Just for me
I found a bunch of my writing the other day and that reminded me that I was supposed to be writing again on this blog. I got the blog up and running again at the start of the pandemic as I wanted to document what I was seeing and feeling. And because I rediscovered in the weirdest way that I like writing.
The pandemic is still going on. I think maybe it’s beginning to subside in certain parts of the country. I think we are in for a long haul but right now it kind of feels like it is ending. Haha. Probably, the worst is yet to come.
Tomorrow, I will be in the office for the second time since March 13th. I remember being at the office that day and saying goodbye to so many people. I wondered for a split second when I would see them again. I felt a little like Princess Leia as she gives her pilots instructions in Empire as they are evacuating Hoth. She didn’t know how that would turn out. On that day in March, I didn’t know and I still don’t know what is on the other side of this.
I am going to the office tomorrow to meet with an intern. I know people have had it a lot worse than me during this chaos but tomorrow is the official start of summer and that usually means festivals, Prides, interns. and traveling around the state. I am sad that this year there is no Prides, no festivals and the poor interns will be doing the entire internship virtually. It just sucks for them. I miss traveling. I miss meeting people. I miss my commute, My office, my two monitors. I miss my coworkers. I even miss the parking garage that I was guaranteed to run into at least twice a year.

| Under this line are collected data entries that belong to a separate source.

//! Chrome DevTools Protocol client over WebSocket.
//!
//! One client talks to one page target. Commands are matched to responses by id;
//! events are fanned out to subscribers by method name.

use pagescout_core::{Error, Result};
use serde_json::{json, Value};
use std::collections::HashMap;
use std::sync::atomic::{AtomicU64, Ordering};
use std::sync::Arc;
use std::time::Duration;
use tokio::sync::{mpsc, oneshot, Mutex};
use tracing::{debug, error, warn};

type Pending = Arc<Mutex<HashMap<u64, oneshot::Sender<Value>>>>;
type ListenerMap = HashMap<String, Vec<mpsc::Sender<Value>>>;
type Listeners = Arc<Mutex<ListenerMap>>;

/// A decoded inbound frame.
#[derive(Debug, PartialEq)]
enum Incoming {
    Response { id: u64, body: Value },
    Event { method: String, params: Value },
    Other,
}

fn classify(text: &str) -> Incoming {
    let Ok(val) = serde_json::from_str::<Value>(text) else {
        return Incoming::Other;
    };
    if let Some(id) = val.get("id").and_then(|v| v.as_u64()) {
        return Incoming::Response { id, body: val };
    }
    match val.get("method").and_then(|v| v.as_str()) {
        Some(method) => Incoming::Event {
            method: method.to_string(),
            params: val.get("params").cloned().unwrap_or(Value::Null),
        },
        None => Incoming::Other,
    }
}

/// Register a listener for `method`, dropping those whose receiver is gone.
fn add_listener(listeners: &mut ListenerMap, method: &str) -> mpsc::Receiver<Value> {
    let (tx, rx) = mpsc::channel(64);
    let senders = listeners.entry(method.to_string()).or_default();
    senders.retain(|tx| !tx.is_closed());
    senders.push(tx);
    rx
}

fn dispatch(listeners: &mut ListenerMap, method: &str, params: &Value) {
    if let Some(senders) = listeners.get_mut(method) {
        senders.retain(|tx| !tx.is_closed());
        for tx in senders.iter() {
            let _ = tx.try_send(params.clone());
        }
        if senders.is_empty() {
            listeners.remove(method);
        }
    }
}

/// Split a command response into its `result` or a CDP error.
fn into_result(method: &str, response: Value) -> Result<Value> {
    if let Some(error) = response.get("error") {
        return Err(Error::Cdp(format!("{} failed: {}", method, error)));
    }
    Ok(response.get("result").cloned().unwrap_or(Value::Null))
}

/// Turn `exceptionDetails` of a Runtime call into an error.
pub(crate) fn check_exception(result: &Value) -> Result<()> {
    match result.get("exceptionDetails") {
        Some(details) => {
            let text = details
                .pointer("/exception/description")
                .or_else(|| details.get("text"))
                .and_then(|v| v.as_str())
                .unwrap_or("script threw");
            Err(Error::Browser(format!("script exception: {}", text)))
        }
        None => Ok(()),
    }
}

pub struct CdpClient {
    ws_tx: mpsc::Sender<String>,
    pending: Pending,
    next_id: AtomicU64,
    event_listeners: Listeners,
    command_timeout: Duration,
    reader_handle: tokio::task::JoinHandle<()>,
    writer_handle: tokio::task::JoinHandle<()>,
}

impl CdpClient {
    /// Connect to the WebSocket debugger URL of a target.
    pub async fn connect(ws_url: &str, command_timeout: Duration) -> Result<Self> {
        use futures::{SinkExt, StreamExt};
        use tokio_tungstenite::connect_async;
        use tokio_tungstenite::tungstenite::Message;

        let (ws_stream, _) = connect_async(ws_url)
            .await
            .map_err(|e| Error::Cdp(format!("failed to connect to {}: {}", ws_url, e)))?;

        let (mut ws_sink, mut ws_read) = ws_stream.split();
        let (ws_tx, mut ws_rx) = mpsc::channel::<String>(256);

        let pending: Pending = Arc::new(Mutex::new(HashMap::new()));
        let pending_clone = pending.clone();
        let event_listeners: Listeners = Arc::new(Mutex::new(HashMap::new()));
        let events_clone = event_listeners.clone();

        let writer_handle = tokio::spawn(async move {
            while let Some(msg) = ws_rx.recv().await {
                if let Err(e) = ws_sink.send(Message::Text(msg)).await {
                    error!("CDP WebSocket write error: {}", e);
                    break;
                }
            }
        });

        let reader_handle = tokio::spawn(async move {
            while let Some(msg_result) = ws_read.next().await {
                match msg_result {
                    Ok(Message::Text(text)) => match classify(&text) {
                        Incoming::Response { id, body } => {
                            if let Some(tx) = pending_clone.lock().await.remove(&id) {
                                let _ = tx.send(body);
                            }
                        }
                        Incoming::Event { method, params } => {
                            dispatch(&mut *events_clone.lock().await, &method, &params);
                        }
                        Incoming::Other => {}
                    },
                    Ok(Message::Close(_)) => {
                        debug!("CDP WebSocket closed by browser");
                        break;
                    }
                    Err(e) => {
                        warn!("CDP WebSocket read error: {}", e);
                        break;
                    }
                    _ => {}
                }
            }
        });

        Ok(Self {
            ws_tx,
            pending,
            next_id: AtomicU64::new(1),
            event_listeners,
            command_timeout,
            reader_handle,
            writer_handle,
        })
    }

    /// Send a command and wait for its result.
    pub async fn send_command(&self, method: &str, params: Value) -> Result<Value> {
        let id = self.next_id.fetch_add(1, Ordering::SeqCst);
        let msg = json!({
            "id": id,
            "method": method,
            "params": params,
        });

        let (tx, rx) = oneshot::channel();
        self.pending.lock().await.insert(id, tx);

        if let Err(e) = self.ws_tx.send(msg.to_string()).await {
            self.pending.lock().await.remove(&id);
            return Err(Error::Cdp(format!("failed to send {}: {}", method, e)));
        }

        match tokio::time::timeout(self.command_timeout, rx).await {
            Ok(Ok(response)) => into_result(method, response),
            Ok(Err(_)) => Err(Error::Cdp(format!("connection closed while waiting for {}", method))),
            Err(_) => {
                self.pending.lock().await.remove(&id);
                Err(Error::Timeout(format!(
                    "CDP command '{}' timed out after {}s",
                    method,
                    self.command_timeout.as_secs()
                )))
            }
        }
    }

    /// Receive the params of every future `method` event.
    pub async fn subscribe_event(&self, method: &str) -> mpsc::Receiver<Value> {
        add_listener(&mut *self.event_listeners.lock().await, method)
    }

    pub async fn enable_domain(&self, domain: &str) -> Result<()> {
        self.send_command(&format!("{}.enable", domain), json!({})).await?;
        Ok(())
    }

    /// Navigate and wait for the load event.
    pub async fn navigate(&self, url: &str) -> Result<()> {
        let mut loaded = self.subscribe_event("Page.loadEventFired").await;
        let result = self.send_command("Page.navigate", json!({ "url": url })).await?;
        if let Some(reason) = result.get("errorText").and_then(|v| v.as_str()) {
            return Err(Error::Browser(format!("navigation to {} failed: {}", url, reason)));
        }
        // Same-document navigations carry no loaderId and fire no load event.
        if result.get("loaderId").is_none() {
            return Ok(());
        }
        match tokio::time::timeout(self.command_timeout, loaded.recv()).await {
            Ok(Some(_)) => Ok(()),
            Ok(None) => Err(Error::Cdp("connection closed during navigation".to_string())),
            Err(_) => Err(Error::Timeout(format!("page {} did not finish loading", url))),
        }
    }

    /// Evaluate an expression and return its value (`returnByValue`).
    pub async fn evaluate_js(&self, expression: &str) -> Result<Value> {
        let result = self
            .send_command(
                "Runtime.evaluate",
                json!({
                    "expression": expression,
                    "returnByValue": true,
                    "awaitPromise": true,
                }),
            )
            .await?;
        check_exception(&result)?;
        Ok(result.pointer("/result/value").cloned().unwrap_or(Value::Null))
    }

    /// Evaluate an expression and return the remote object, kept alive in `object_group`.
    pub async fn evaluate_handle(&self, expression: &str, object_group: &str) -> Result<Value> {
        let result = self
            .send_command(
                "Runtime.evaluate",
                json!({
                    "expression": expression,
                    "objectGroup": object_group,
                    "returnByValue": false,
                }),
            )
            .await?;
        check_exception(&result)?;
        Ok(result.get("result").cloned().unwrap_or(Value::Null))
    }

    /// Call `function_declaration` with `this` bound to a remote object.
    ///
    /// Returns the `result` remote object; with `return_by_value` its `value` holds the data.
    pub async fn call_function_on(
        &self,
        object_id: &str,
        function_declaration: &str,
        arguments: Vec<Value>,
        return_by_value: bool,
    ) -> Result<Value> {
        let args: Vec<Value> = arguments.into_iter().map(|v| json!({ "value": v })).collect();
        let result = self
            .send_command(
                "Runtime.callFunctionOn",
                json!({
                    "objectId": object_id,
                    "functionDeclaration": function_declaration,
                    "arguments": args,
                    "returnByValue": return_by_value,
                    "awaitPromise": true,
                }),
            )
            .await?;
        check_exception(&result)?;
        Ok(result.get("result").cloned().unwrap_or(Value::Null))
    }

    /// Own properties of a remote object (used to unpack arrays of nodes).
    pub async fn get_properties(&self, object_id: &str) -> Result<Vec<Value>> {
        let result = self
            .send_command(
                "Runtime.getProperties",
                json!({ "objectId": object_id, "ownProperties": true }),
            )
            .await?;
        Ok(result
            .get("result")
            .and_then(|v| v.as_array())
            .cloned()
            .unwrap_or_default())
    }

    pub async fn release_object_group(&self, object_group: &str) -> Result<()> {
        self.send_command("Runtime.releaseObjectGroup", json!({ "objectGroup": object_group }))
            .await?;
        Ok(())
    }

    /// Full-page JPEG screenshot, base64 encoded as returned by the browser.
    pub async fn screenshot(&self, quality: u8) -> Result<String> {
        let metrics = self.send_command("Page.getLayoutMetrics", json!({})).await?;
        let size = metrics
            .get("cssContentSize")
            .or_else(|| metrics.get("contentSize"));
        let mut params = json!({
            "format": "jpeg",
            "quality": quality,
            "captureBeyondViewport": true,
        });
        if let Some(size) = size {
            params["clip"] = json!({
                "x": 0,
                "y": 0,
                "width": size.get("width").cloned().unwrap_or(json!(0)),
                "height": size.get("height").cloned().unwrap_or(json!(0)),
                "scale": 1,
            });
        }
        let result = self.send_command("Page.captureScreenshot", params).await?;
        result
            .get("data")
            .and_then(|v| v.as_str())
            .map(|s| s.to_string())
            .ok_or_else(|| Error::Browser("no screenshot data returned".to_string()))
    }

    pub async fn get_cookies(&self) -> Result<Vec<Value>> {
        let result = self.send_command("Network.getCookies", json!({})).await?;
        Ok(result
            .get("cookies")
            .and_then(|v| v.as_array())
            .cloned()
            .unwrap_or_default())
    }

    pub async fn set_user_agent(&self, user_agent: &str) -> Result<()> {
        self.send_command("Network.setUserAgentOverride", json!({ "userAgent": user_agent }))
            .await?;
        Ok(())
    }

    /// Register a script that runs before any page script on every new document.
    pub async fn add_script_on_new_document(&self, source: &str) -> Result<()> {
        self.send_command(
            "Page.addScriptToEvaluateOnNewDocument",
            json!({ "source": source }),
        )
        .await?;
        Ok(())
    }
}

impl Drop for CdpClient {
    fn drop(&mut self) {
        self.reader_handle.abort();
        self.writer_handle.abort();
    }
}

Anyway, I wrote this just for me. So I can remember. Not that we will probably forget this time.
Someone told me to do this
I always thought if I was living in truly historic times, I would keep a journal. So here we are.
We heard in late December, early January of a novel virus. We watched as people in China died and tourists were affected. And before long it was here. At the end of February it was sweeping its way around Washington state. The stores were crazy that weekend as we all tried to stock up. Things were bad when some lady told me to “Fuck off” when I said excuse me in the grocery store. By the middle of the next week the first cases had hit Colorado and by the weekend we were terrified to hold caucus. The following week, we made the painful decision to cancel our lobby day. My trip to New Orleans was cancelled. We started to plan and figure out how to do our assembly virtually. We closed the office and transitioned to working at home, thankful for the the technology. We began to rethink our jobs and our interactions with others and I bought a ton of food. Spring break is over on Monday and E will be engaging in distance learning.
No one knows what will happen next but I am going to try to chronicle it on here.
Top Ten Lists
Two things have happened recently. One, I started watching Letterman again and two, I am gonna write more.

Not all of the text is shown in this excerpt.